People opposed to the Supreme Court's decision in the Citizens United case allowing unlimited corporate, union or private money into political campaigns believed they had a victory Thursday only to have it snatched away after key House technology failed.
The failure was the voting system, so instead of a two- or three-minute process, a roll call vote had to be done the old-fashioned way, calling out the names down the rooster so each representative could cast his or her vote.
Senate Bill 136 passed the Senate late last year after much discussion and revisions, but the House retained the bill to work on it this summer and fall.
The Legislative Administration Committee recommended more study for a bill that establishes a committee to monitor proposed constitutional amendments in Congress dealing with the issue.
Opponents of the ruling know interim study in the second year of the two-year term is nothing more than a polite way to kill a bill and they worked to overturn the committee's recommendation, which they did successfully by two votes.
Those seeking to kill the bill tried to table it, but that lost by four votes, and then House Minority Leader Stephen Shurtleff, D-Concord, moved to pass the bill, which lawmakers did by four votes.

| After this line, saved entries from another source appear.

#[derive(Debug, Clone, Copy, PartialEq, Eq)]
pub enum View {
    Week,
    Entry,
}

/// Field focused in the entry form, in display order.
#[derive(Debug, Clone, Copy, PartialEq, Eq, PartialOrd, Ord)]
pub enum FormField {
    Category,
    Project,
    Phase,
    Task,
    Date,
    Start,
    End,
    Notes,
    Save,
}

impl FormField {
    pub fn label(&self) -> &'static str {
        match self {
            FormField::Category => "Category",
            FormField::Project => "Project",
            FormField::Phase => "Phase",
            FormField::Task => "Task",
            FormField::Date => "Date",
            FormField::Start => "Start",
            FormField::End => "End",
            FormField::Notes => "Notes",
            FormField::Save => "Save",
        }
    }
}

/// Position in the week grid: row by time of day, column Monday..Sunday.
#[derive(Debug, Clone, Copy, PartialEq, Eq, Default)]
pub struct GridCursor {
    pub row: usize,
    pub day: usize,
}

impl GridCursor {
    pub fn moved(self, rows: usize, d_row: isize, d_day: isize) -> Self {
        let clamp = |value: usize, delta: isize, len: usize| {
            value
                .saturating_add_signed(delta)
                .min(len.saturating_sub(1))
        };
        Self {
            row: clamp(self.row, d_row, rows),
            day: clamp(self.day, d_day, 7),
        }
    }
}
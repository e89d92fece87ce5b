use clap::{Parser, Subcommand};

#[derive(Debug, Parser)]
#[command(name = "timesheet-tui")]
#[command(about = "Terminal UI for weekly timesheet entry")]
pub struct Cli {
    #[command(subcommand)]
    pub command: Commands,
}

#[derive(Debug, Subcommand)]
pub enum Commands {
    /// Run against the timesheet API configured in config.toml
    Run,
    /// Run in dev mode with local in-memory data
    Dev {
        /// Artificial delay added to every backend call, in milliseconds
        #[arg(long, default_value_t = 0)]
        latency_ms: u64,
    },
    /// Print config path and create default file if missing
    ConfigPath,
}
use crate::app::{App, View};
use crate::ui;
use anyhow::Result;
use crossterm::event::{self, Event, KeyEventKind};
use ratatui::{backend::CrosstermBackend, Terminal};
use std::io;
use std::time::{Duration, Instant};
use time::OffsetDateTime;

use super::action_queue::{channel, Action};
use super::actions::{drain_actions, handle_session_events};
use super::views::handle_view_key;

pub async fn run_app(
    terminal: &mut Terminal<CrosstermBackend<io::Stdout>>,
    app: &mut App,
) -> Result<()> {
    // Background polling: refresh the week every 60 seconds.
    let mut last_week_refresh = Instant::now();
    const WEEK_REFRESH_INTERVAL: Duration = Duration::from_secs(60);

    let (action_tx, mut action_rx) = channel();
    let _ = action_tx.send(Action::LoadWeek);

    loop {
        let now = OffsetDateTime::now_utc();
        terminal.draw(|f| ui::render(f, app, now))?;

        if event::poll(Duration::from_millis(100))? {
            if let Event::Key(key) = event::read()? {
                if key.kind == KeyEventKind::Press {
                    handle_view_key(key, app, &action_tx, now);
                }
            }
        }

        if let Some(form) = app.form.as_mut() {
            let events = form.pump();
            handle_session_events(events, app, &action_tx);
        }

        if last_week_refresh.elapsed() >= WEEK_REFRESH_INTERVAL && app.current_view == View::Week {
            let _ = action_tx.send(Action::LoadWeek);
            last_week_refresh = Instant::now();
        }

        drain_actions(app, &action_tx, &mut action_rx, now);

        if !app.running {
            break;
        }
    }

    Ok(())
}
use anyhow::{Context, Result};
use std::fs::OpenOptions;
use std::path::PathBuf;
use std::sync::Arc;

use crate::config::TuiConfig;

/// Send tracing output to a log file; the terminal belongs to the UI.
/// `RUST_LOG` overrides the default `info` filter.
pub fn init() -> Result<PathBuf> {
    let path = TuiConfig::config_dir()?.join("timesheet.log");
    if let Some(parent) = path.parent() {
        std::fs::create_dir_all(parent)?;
    }
    let file = OpenOptions::new()
        .create(true)
        .append(true)
        .open(&path)
        .with_context(|| format!("Failed to open log file at {}", path.display()))?;

    tracing_subscriber::fmt()
        .with_env_filter(
            tracing_subscriber::EnvFilter::try_from_default_env()
                .unwrap_or_else(|_| "info".into()),
        )
        .with_writer(Arc::new(file))
        .with_ansi(false)
        .init();

    Ok(path)
}
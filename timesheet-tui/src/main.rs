mod app;
mod backend;
mod cli;
mod config;
mod logging;
mod runtime;
mod ui;

use anyhow::{Context, Result};
use app::App;
use backend::Backend;
use clap::Parser;
use cli::{Cli, Commands};
use config::TuiConfig;
use crossterm::{
    execute,
    terminal::{disable_raw_mode, enable_raw_mode, EnterAlternateScreen, LeaveAlternateScreen},
};
use ratatui::{backend::CrosstermBackend, Terminal};
use std::io;
use std::sync::Arc;
use std::time::Duration;
use time::OffsetDateTime;
use timesheet_client::{DevBackend, HttpBackend};
use timesheet_core::WeekGridEngine;
use tracing::{error, info};

fn main() -> Result<()> {
    // Load environment variables from .env
    dotenvy::dotenv().ok();

    let cli = Cli::parse();
    let dev_latency = match cli.command {
        Commands::ConfigPath => return print_config_path(),
        Commands::Run => None,
        Commands::Dev { latency_ms } => Some(Duration::from_millis(latency_ms)),
    };

    let config = TuiConfig::load()?;
    let log_path = logging::init()?;

    // The local offset can only be read while the process is single-threaded,
    // so resolve it before the runtime starts its workers.
    let reference = config.time_reference();
    let now = OffsetDateTime::now_utc();
    let engine = WeekGridEngine::new(reference, config.grid_settings()?);
    let workflow_settings = config.workflow_settings()?;

    let backend = match dev_latency {
        None => Backend::Http(HttpBackend::new(
            &config.api_url,
            config.api_token.as_deref(),
        )?),
        Some(latency) => Backend::Dev(DevBackend::new(reference.today(now)).with_latency(latency)),
    };
    info!(
        dev = backend.is_dev(),
        api_url = %config.api_url,
        ?reference,
        log = %log_path.display(),
        "starting timesheet-tui"
    );

    let mut app = App::new(Arc::new(backend), engine, workflow_settings, now);

    let runtime = tokio::runtime::Builder::new_multi_thread()
        .enable_all()
        .build()
        .context("Failed to start async runtime")?;

    // Setup terminal
    enable_raw_mode()?;
    let mut stdout = io::stdout();
    execute!(stdout, EnterAlternateScreen)?;
    let mut terminal = Terminal::new(CrosstermBackend::new(stdout))?;

    // Run the app
    let res = runtime.block_on(runtime::run_app(&mut terminal, &mut app));

    // Restore terminal
    disable_raw_mode()?;
    execute!(terminal.backend_mut(), LeaveAlternateScreen)?;
    terminal.show_cursor()?;

    if let Err(err) = res {
        error!(error = ?err, "timesheet-tui exited with an error");
        eprintln!("Error: {:?}", err);
    }

    Ok(())
}

fn print_config_path() -> Result<()> {
    let path = TuiConfig::config_path()?;
    if !path.exists() {
        TuiConfig::default().save()?;
        println!("Created default config:");
    }
    println!("{}", path.display());
    Ok(())
}
use crate::app::{App, View};
use ratatui::{
    layout::{Constraint, Direction, Layout, Rect},
    style::{Color, Modifier, Style},
    text::{Line, Span},
    widgets::{Block, Borders, Cell, Clear, Padding, Paragraph, Row, Table, Wrap},
    Frame,
};
use time::OffsetDateTime;

mod entry_form;
pub(super) mod utils;
mod week_view;
pub(super) mod widgets;

pub fn render(frame: &mut Frame, app: &App, now: OffsetDateTime) {
    let root = Layout::default()
        .direction(Direction::Vertical)
        .constraints([
            Constraint::Length(1),
            Constraint::Min(0),
            Constraint::Length(1),
        ])
        .split(frame.area());

    render_status_bar(frame, root[0], app);

    let body = Layout::default()
        .direction(Direction::Horizontal)
        .constraints([Constraint::Min(66), Constraint::Length(44)])
        .split(root[1]);

    let today = app.engine.reference().today(now);
    let grid = app.grid(now);
    let summaries = app.summaries(now);
    week_view::render_week_grid(frame, body[0], app, &grid, today);
    if let Some(summary) = summaries.get(app.cursor.day) {
        week_view::render_day_panel(frame, body[1], summary);
    }

    if app.current_view == View::Entry {
        if let Some(form) = &app.form {
            entry_form::render_entry_form(frame, root[1], form);
        }
    }

    render_key_hints(frame, root[2], app.current_view);
}

fn render_status_bar(frame: &mut Frame, area: Rect, app: &App) {
    let mut spans = vec![Span::styled(
        " timesheet ",
        Style::default()
            .fg(Color::Black)
            .bg(Color::Magenta)
            .add_modifier(Modifier::BOLD),
    )];
    if let Some(message) = &app.status_message {
        spans.push(Span::raw(" "));
        spans.push(Span::styled(message.clone(), Style::default().fg(Color::Yellow)));
    }
    frame.render_widget(Paragraph::new(Line::from(spans)), area);
}

fn render_key_hints(frame: &mut Frame, area: Rect, view: View) {
    let hints = match view {
        View::Week => "←↓↑→/hjkl move · Enter new entry at slot · n new entry · t now · r refresh · q quit",
        View::Entry => "↑↓ field · ←→ change · Enter choose · Ctrl+S save · Esc back/close",
    };
    frame.render_widget(
        Paragraph::new(Span::styled(hints, Style::default().fg(Color::DarkGray))),
        area,
    );
}
//! Weekly scheduling grid and entry workflow for a time-entry client.
//!
//! The grid side ([`grid`]) is pure: slot state is derived from the entry
//! list and "now" on every call. The workflow side ([`workflow`]) is a state
//! machine that asks its caller to run dependent lookups and guards their
//! results by parent key and ticket. [`workflow::EntrySession`] wires it to
//! a [`ports::TimesheetBackend`].

pub mod clock;
pub mod error;
pub mod grid;
pub mod models;
pub mod ports;
pub mod settings;
pub mod workflow;

pub use clock::{DateKey, Granularity, TimeReference};
pub use error::{
    BackendError, ClockError, EntryError, LoadError, LookupKind, SubmitError, ValidationError,
    WorkflowError,
};
pub use grid::{WeekGrid, WeekGridEngine, WeekWindow};
pub use ports::TimesheetBackend;
pub use settings::{GridSettings, WorkflowSettings};
pub use workflow::{EntrySession, EntryWorkflow};
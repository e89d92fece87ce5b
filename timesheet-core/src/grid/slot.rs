use time::{Date, PrimitiveDateTime, Time};

use crate::clock::{minute_of_day, time_at_minute, DateKey};
use crate::models::TimeEntry;

/// A fixed-width interval on a calendar date, identified by its start.
#[derive(Debug, Clone, Copy, PartialEq, Eq, Hash, PartialOrd, Ord)]
pub struct TimeSlot {
    date: Date,
    minute: u16,
}

impl TimeSlot {
    /// `None` unless `hour < 24` and `minute < 60`.
    pub fn new(date: Date, hour: u8, minute: u8) -> Option<Self> {
        if hour >= 24 || minute >= 60 {
            return None;
        }
        Some(Self {
            date,
            minute: u16::from(hour) * 60 + u16::from(minute),
        })
    }

    pub fn at_minute(date: Date, minute_of_day: u16) -> Option<Self> {
        Self::new(date, (minute_of_day / 60) as u8, (minute_of_day % 60) as u8)
    }

    pub fn starting_at(date: Date, start: Time) -> Self {
        Self {
            date,
            minute: minute_of_day(start),
        }
    }

    pub fn date(&self) -> Date {
        self.date
    }

    pub fn date_key(&self) -> DateKey {
        DateKey::new(self.date)
    }

    pub fn hour(&self) -> u8 {
        (self.minute / 60) as u8
    }

    pub fn minute(&self) -> u8 {
        (self.minute % 60) as u8
    }

    pub fn minute_of_day(&self) -> u16 {
        self.minute
    }

    pub fn start_time(&self) -> Time {
        time_at_minute(self.minute).unwrap_or(Time::MIDNIGHT)
    }

    pub fn starts_at(&self) -> PrimitiveDateTime {
        PrimitiveDateTime::new(self.date, self.start_time())
    }
}

/// Derived state of a slot. Recomputed from the entry list on every call.
#[derive(Debug, Clone, Copy, PartialEq, Eq, Default)]
pub struct SlotState {
    pub occupied: bool,
    pub future: bool,
    pub selectable: bool,
}

impl SlotState {
    pub fn new(occupied: bool, future: bool) -> Self {
        Self {
            occupied,
            future,
            selectable: !occupied && !future,
        }
    }
}

/// What a slot activation reports to the entry form.
#[derive(Debug, Clone, Copy, PartialEq, Eq)]
pub struct SlotSelection {
    pub date: DateKey,
    pub hour: u8,
    pub minute: u8,
}

impl From<TimeSlot> for SlotSelection {
    fn from(slot: TimeSlot) -> Self {
        Self {
            date: slot.date_key(),
            hour: slot.hour(),
            minute: slot.minute(),
        }
    }
}

/// Occupancy and future-ness of `slot`.
///
/// `now` is the wall clock in the same reference the entry dates were
/// bucketed in. A slot starting exactly at `now` is not in the future.
pub fn slot_state(slot: TimeSlot, entries: &[TimeEntry], now: PrimitiveDateTime) -> SlotState {
    let key = slot.date_key();
    let occupied = entries
        .iter()
        .any(|entry| entry.covers(key, slot.minute_of_day()));
    let future = slot.starts_at() > now;
    SlotState::new(occupied, future)
}
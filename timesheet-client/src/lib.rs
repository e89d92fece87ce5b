//! Backend adapters for `timesheet-core`.

mod dev;
mod dto;
mod http;

pub use dev::DevBackend;
pub use dto::RowError;
pub use http::HttpBackend;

When he asked the House to reconsider the vote and vote it down so approval would stand and the bill would go to Hassan without any shenanigans, the electronic voting machine broke.
The 45 minutes it takes to do a roll call vote was a little too much for some House members that late in the day and they left.
When the roll call on reconsideration was tabulated, it passed instead of failed, and opponents moved to kill the bill and that passed.
Some members said afterwards there was some strong-arming by leadership to kill the bill, but that happens all the time.
If the electronic system had worked when Shurtleff called for reconsideration, the bill would be on its way to the governor's desk and not a victim of technology. The voting system was replaced three years ago because the old system was unreliable.
Right to Know
Any reporter will tell you obtaining public documents under the Right-to-Know law can be either easy or difficult depending on the community or agency or person being dealt with.
It is no secret it has become more difficult to obtain large amounts of information and expensive if charged by the page and for research.
This week may bring some good news for those seeking electronic records.
Under House Bill 606 no fee can be charged for electronic record transfers if printed copies are not involved.
The Senate will vote on the bill Thursday, but it will have to go back to the House because the Senate version is different from the House's.
The Senate Executive Departments and Administration Committee voted 4-0 to recommend the bill pass.
The three bills the drug task force voted to fast track to the governor's desk this month have a public hearing Tuesday before House and Senate committees.
The public hearings begin at 9 a.m. and the committees are expected to make their recommendations on the bill by the end of the week with a vote before the end of the month.